Plasmid-borne resistance to fosfomycin in bacteria is due to modification of the antibiotic molecule by a glutathione S-transferase that catalyzes the formation of a covalent bond between the sulfhydryl residue of the cysteine in glutathione and the C-1 of fosfomycin. This reaction results in opening of the epoxide ring of the antibiotic to form an inactive adduct, the structure of which was confirmed by nuclear magnetic resonance. Dialyzed extracts prepared from resistant Escherichia coli strains were unable to modify fosfomycin unless exogenous glutathione was added to the reaction mixtures. Similarly, mutants defective in glutathione biosynthesis were susceptible to fosfomycin, despite harboring a resistance plasmid. Extracts of resistant but not susceptible strains could join glutathione to 1-chloro-2,4-dinitrobenzene, confirming the nature of the enzymatic activity. Adduct formation appeared to be specific for glutathione: none of the other thiols tested (cysteine, N-acetylcysteine, and dithiothreitol) could modify fosfomycin.

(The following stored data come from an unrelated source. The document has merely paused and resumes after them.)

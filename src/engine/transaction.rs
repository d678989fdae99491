use tracing::warn;

use crate::binding::bind;
use crate::error::GatewayError;
use crate::pool::{ConnectionPool, PooledConnection};
use crate::results::DriverResult;
use crate::types::QueryAndParams;

/// Outcome of an atomic multi-statement transaction. `results` carries the
/// raw driver result per entry on success and is empty after a rollback.
#[derive(Debug, Default)]
pub struct TransactionOutcome {
    pub success: bool,
    pub results: Vec<DriverResult>,
}

/// Run `entries` on one reserved connection: BEGIN, each statement in order,
/// COMMIT. Any failure rolls the whole sequence back.
///
/// The connection is a pool guard, so it returns to the pool on every exit
/// path when it drops; a leaked checkout here would starve the pool.
pub(super) async fn run_transaction(
    pool: &ConnectionPool,
    entries: &[QueryAndParams],
) -> Result<Vec<DriverResult>, GatewayError> {
    let mut conn = pool.get_connection().await?;

    conn.begin().await.map_err(GatewayError::aborted)?;

    let mut results = Vec::with_capacity(entries.len());
    for entry in entries {
        let bound = bind(&entry.query, &entry.params);
        match conn.execute(&bound.sql, &bound.args).await {
            Ok(result) => results.push(result),
            Err(cause) => {
                roll_back(&mut conn, &cause).await;
                return Err(GatewayError::aborted(cause));
            }
        }
    }

    if let Err(cause) = conn.commit().await {
        roll_back(&mut conn, &cause).await;
        return Err(GatewayError::aborted(cause));
    }

    Ok(results)
}

/// A rollback failure must not mask the error that triggered it; log it and
/// let the original cause propagate.
async fn roll_back(conn: &mut PooledConnection, original: &GatewayError) {
    if let Err(rollback_err) = conn.rollback().await {
        warn!(
            error = %rollback_err,
            cause = %original,
            "rollback failed after transaction error"
        );
    }
}

/// Run `entries` sequentially through the pool's fast path. No shared
/// transaction: ordering between entries is guaranteed, isolation from
/// concurrent writers is not, and earlier entries stay applied if a later one
/// fails.
pub(super) async fn run_batch(
    pool: &ConnectionPool,
    entries: &[QueryAndParams],
) -> Result<Vec<DriverResult>, GatewayError> {
    let mut results = Vec::with_capacity(entries.len());
    for entry in entries {
        let bound = bind(&entry.query, &entry.params);
        results.push(pool.execute(&bound.sql, &bound.args).await?);
    }
    Ok(results)
}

细菌中质粒介导的对磷霉素的抗性是由于谷胱甘肽S-转移酶对抗生素分子进行修饰,该酶催化谷胱甘肽中半胱氨酸的巯基残基与磷霉素的C-1之间形成共价键。此反应导致抗生素的环氧环打开,形成无活性加合物,其结构通过核磁共振得以确认。除非向反应混合物中添加外源性谷胱甘肽,否则从耐药大肠杆菌菌株制备的透析提取物无法修饰磷霉素。同样,尽管携带抗性质粒,但谷胱甘肽生物合成缺陷的突变体对磷霉素敏感。耐药但非敏感菌株的提取物能够将谷胱甘肽与1-氯-2,4-二硝基苯结合,证实了酶活性的性质。加合物的形成似乎对谷胱甘肽具有特异性:所测试的其他硫醇(半胱氨酸、N-乙酰半胱氨酸和二硫苏糖醇)均不能修饰磷霉素。